-- DIRECTIONS FOR THIS TASK --
Set down the line containing "assert_eq!(versions, vec![1, 2, 3, 4]);" and every line that follows it in the listing below, exactly as written and with nothing added.

-- RECORDS PROVIDED --
- Opening Delimiter -

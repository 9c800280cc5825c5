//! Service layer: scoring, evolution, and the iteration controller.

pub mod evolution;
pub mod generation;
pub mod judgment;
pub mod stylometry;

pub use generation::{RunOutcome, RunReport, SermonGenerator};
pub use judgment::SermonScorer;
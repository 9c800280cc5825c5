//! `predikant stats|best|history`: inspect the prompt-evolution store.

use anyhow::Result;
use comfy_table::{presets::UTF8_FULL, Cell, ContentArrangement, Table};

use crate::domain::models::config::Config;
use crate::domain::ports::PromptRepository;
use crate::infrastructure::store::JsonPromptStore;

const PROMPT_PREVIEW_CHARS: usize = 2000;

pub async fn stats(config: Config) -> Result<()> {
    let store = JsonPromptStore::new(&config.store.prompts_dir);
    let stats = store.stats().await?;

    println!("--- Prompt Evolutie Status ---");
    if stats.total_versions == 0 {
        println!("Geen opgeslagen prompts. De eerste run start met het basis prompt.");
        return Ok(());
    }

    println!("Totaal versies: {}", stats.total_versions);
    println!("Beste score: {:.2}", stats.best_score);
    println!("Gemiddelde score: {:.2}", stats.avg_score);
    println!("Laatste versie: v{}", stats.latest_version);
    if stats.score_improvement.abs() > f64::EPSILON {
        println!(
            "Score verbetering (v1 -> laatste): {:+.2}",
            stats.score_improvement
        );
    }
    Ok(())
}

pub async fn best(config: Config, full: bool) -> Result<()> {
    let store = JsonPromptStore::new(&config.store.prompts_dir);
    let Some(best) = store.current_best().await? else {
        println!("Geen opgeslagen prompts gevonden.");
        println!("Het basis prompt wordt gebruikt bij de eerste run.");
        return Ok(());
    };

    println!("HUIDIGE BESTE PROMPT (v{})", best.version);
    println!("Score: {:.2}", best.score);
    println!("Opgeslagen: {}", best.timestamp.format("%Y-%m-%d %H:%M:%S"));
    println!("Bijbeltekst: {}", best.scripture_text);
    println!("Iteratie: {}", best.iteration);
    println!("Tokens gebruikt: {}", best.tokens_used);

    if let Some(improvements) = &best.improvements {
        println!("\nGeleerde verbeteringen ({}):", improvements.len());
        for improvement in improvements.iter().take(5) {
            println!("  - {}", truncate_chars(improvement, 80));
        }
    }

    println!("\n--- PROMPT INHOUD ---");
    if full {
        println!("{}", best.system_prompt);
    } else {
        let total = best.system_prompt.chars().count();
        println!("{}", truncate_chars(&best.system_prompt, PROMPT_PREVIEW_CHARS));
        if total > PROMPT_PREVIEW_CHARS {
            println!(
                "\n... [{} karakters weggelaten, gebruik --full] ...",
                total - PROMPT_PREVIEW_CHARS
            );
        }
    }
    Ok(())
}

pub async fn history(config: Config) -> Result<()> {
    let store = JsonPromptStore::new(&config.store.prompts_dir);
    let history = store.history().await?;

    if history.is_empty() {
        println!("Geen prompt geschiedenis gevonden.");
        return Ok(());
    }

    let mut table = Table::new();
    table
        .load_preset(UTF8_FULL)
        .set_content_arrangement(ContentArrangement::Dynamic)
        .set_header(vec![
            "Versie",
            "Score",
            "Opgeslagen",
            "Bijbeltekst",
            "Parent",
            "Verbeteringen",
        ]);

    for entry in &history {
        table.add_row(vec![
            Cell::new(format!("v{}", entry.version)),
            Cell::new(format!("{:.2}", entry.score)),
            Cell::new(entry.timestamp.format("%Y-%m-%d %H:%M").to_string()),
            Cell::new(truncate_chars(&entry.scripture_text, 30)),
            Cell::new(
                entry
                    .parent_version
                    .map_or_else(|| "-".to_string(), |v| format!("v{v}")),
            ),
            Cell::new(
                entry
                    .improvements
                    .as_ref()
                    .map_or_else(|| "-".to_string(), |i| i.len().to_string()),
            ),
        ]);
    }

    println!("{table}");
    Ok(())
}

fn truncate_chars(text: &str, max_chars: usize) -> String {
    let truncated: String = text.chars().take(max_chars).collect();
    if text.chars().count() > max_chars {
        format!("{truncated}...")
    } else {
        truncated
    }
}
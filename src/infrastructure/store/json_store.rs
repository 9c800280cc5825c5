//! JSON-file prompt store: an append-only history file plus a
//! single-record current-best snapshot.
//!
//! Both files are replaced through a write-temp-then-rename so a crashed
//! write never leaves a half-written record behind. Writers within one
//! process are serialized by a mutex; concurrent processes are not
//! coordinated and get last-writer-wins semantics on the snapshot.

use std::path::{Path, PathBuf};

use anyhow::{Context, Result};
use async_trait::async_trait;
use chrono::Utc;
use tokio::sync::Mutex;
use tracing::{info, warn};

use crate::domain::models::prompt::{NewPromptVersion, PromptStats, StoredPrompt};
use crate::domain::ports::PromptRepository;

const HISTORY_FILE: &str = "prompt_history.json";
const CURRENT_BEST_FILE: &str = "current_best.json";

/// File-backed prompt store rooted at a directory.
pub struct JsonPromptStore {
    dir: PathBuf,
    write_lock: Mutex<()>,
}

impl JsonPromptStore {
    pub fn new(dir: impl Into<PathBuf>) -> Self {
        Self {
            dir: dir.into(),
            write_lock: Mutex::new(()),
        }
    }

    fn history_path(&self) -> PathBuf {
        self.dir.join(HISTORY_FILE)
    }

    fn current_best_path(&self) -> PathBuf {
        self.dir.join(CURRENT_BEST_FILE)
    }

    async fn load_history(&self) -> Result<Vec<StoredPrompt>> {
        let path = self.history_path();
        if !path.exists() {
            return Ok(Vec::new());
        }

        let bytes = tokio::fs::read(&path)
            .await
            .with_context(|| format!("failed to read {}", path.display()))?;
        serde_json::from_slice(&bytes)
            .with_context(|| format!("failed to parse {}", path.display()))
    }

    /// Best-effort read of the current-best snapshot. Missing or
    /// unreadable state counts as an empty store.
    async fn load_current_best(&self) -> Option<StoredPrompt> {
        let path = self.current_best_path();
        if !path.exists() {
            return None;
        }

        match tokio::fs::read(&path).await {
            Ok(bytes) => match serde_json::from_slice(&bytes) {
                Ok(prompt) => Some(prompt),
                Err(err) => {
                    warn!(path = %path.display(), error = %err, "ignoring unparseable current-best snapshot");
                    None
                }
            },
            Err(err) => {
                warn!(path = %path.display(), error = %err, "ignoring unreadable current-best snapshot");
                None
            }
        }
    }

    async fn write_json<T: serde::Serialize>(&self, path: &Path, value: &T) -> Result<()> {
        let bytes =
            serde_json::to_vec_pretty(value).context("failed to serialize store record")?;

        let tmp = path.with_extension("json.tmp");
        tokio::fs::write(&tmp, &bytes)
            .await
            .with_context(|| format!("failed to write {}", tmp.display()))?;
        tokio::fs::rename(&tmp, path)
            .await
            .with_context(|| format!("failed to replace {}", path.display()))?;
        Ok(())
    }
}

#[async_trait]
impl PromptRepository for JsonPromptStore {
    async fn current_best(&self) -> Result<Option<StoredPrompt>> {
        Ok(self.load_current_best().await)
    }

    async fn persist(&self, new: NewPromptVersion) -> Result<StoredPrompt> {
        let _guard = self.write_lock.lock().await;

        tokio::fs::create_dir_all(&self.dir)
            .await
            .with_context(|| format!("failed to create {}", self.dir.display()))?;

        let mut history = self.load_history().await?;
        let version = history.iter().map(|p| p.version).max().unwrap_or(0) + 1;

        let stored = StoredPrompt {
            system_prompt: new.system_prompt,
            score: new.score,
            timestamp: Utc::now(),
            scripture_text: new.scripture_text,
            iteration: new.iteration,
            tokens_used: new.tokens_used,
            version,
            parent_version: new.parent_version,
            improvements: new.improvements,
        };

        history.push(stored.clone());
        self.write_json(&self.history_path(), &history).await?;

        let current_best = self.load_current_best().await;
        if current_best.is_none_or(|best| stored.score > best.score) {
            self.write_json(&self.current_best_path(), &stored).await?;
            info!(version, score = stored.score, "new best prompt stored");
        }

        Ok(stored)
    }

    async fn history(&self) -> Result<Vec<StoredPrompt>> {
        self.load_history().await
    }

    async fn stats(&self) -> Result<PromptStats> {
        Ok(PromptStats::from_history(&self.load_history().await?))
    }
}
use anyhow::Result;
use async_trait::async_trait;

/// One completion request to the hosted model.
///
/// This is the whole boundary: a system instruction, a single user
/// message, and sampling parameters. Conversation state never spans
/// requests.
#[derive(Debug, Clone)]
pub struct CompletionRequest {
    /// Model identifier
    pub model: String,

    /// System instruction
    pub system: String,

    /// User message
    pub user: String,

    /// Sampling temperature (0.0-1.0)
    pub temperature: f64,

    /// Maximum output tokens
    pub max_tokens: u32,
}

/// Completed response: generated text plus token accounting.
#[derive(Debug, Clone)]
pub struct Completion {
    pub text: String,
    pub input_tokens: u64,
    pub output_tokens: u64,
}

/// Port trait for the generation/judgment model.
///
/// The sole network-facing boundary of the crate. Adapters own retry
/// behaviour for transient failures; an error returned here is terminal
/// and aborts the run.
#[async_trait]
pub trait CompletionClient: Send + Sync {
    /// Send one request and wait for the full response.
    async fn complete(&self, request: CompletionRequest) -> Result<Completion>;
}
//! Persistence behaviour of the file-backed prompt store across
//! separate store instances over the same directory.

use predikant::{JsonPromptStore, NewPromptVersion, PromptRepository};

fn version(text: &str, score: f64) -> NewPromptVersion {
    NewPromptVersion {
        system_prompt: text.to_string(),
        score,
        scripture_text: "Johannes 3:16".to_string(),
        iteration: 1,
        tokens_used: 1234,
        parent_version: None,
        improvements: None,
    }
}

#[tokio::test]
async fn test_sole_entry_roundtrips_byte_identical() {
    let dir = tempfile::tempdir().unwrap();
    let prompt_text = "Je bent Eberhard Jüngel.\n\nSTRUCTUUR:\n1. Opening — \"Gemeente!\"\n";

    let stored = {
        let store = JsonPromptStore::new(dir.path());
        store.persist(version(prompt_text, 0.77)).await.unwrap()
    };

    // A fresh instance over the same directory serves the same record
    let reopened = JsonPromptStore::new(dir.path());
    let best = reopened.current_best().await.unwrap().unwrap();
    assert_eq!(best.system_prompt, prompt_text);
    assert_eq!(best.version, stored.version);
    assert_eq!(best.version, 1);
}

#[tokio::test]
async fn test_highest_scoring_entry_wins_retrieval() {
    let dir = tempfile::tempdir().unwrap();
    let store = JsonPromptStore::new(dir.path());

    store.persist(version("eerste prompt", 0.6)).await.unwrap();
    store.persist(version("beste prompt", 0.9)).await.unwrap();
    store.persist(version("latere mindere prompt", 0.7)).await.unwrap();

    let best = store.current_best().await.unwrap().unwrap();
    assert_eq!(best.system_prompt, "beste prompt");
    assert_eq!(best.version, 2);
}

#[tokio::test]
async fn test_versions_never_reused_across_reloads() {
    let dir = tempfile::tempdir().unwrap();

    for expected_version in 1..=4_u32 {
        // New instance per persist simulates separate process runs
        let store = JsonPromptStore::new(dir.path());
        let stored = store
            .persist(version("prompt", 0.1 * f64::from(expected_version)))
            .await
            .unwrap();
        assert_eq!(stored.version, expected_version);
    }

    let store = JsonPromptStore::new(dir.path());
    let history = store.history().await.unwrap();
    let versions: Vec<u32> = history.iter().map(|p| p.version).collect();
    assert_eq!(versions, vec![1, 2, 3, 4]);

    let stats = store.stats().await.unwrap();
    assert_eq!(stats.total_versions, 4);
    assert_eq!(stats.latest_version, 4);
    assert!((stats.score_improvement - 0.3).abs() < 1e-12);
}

- Closing Delimiter -

-- SOLUTION TO THE EXERCISE --
    assert_eq!(versions, vec![1, 2, 3, 4]);

    let stats = store.stats().await.unwrap();
    assert_eq!(stats.total_versions, 4);
    assert_eq!(stats.latest_version, 4);
    assert!((stats.score_improvement - 0.3).abs() < 1e-12);
}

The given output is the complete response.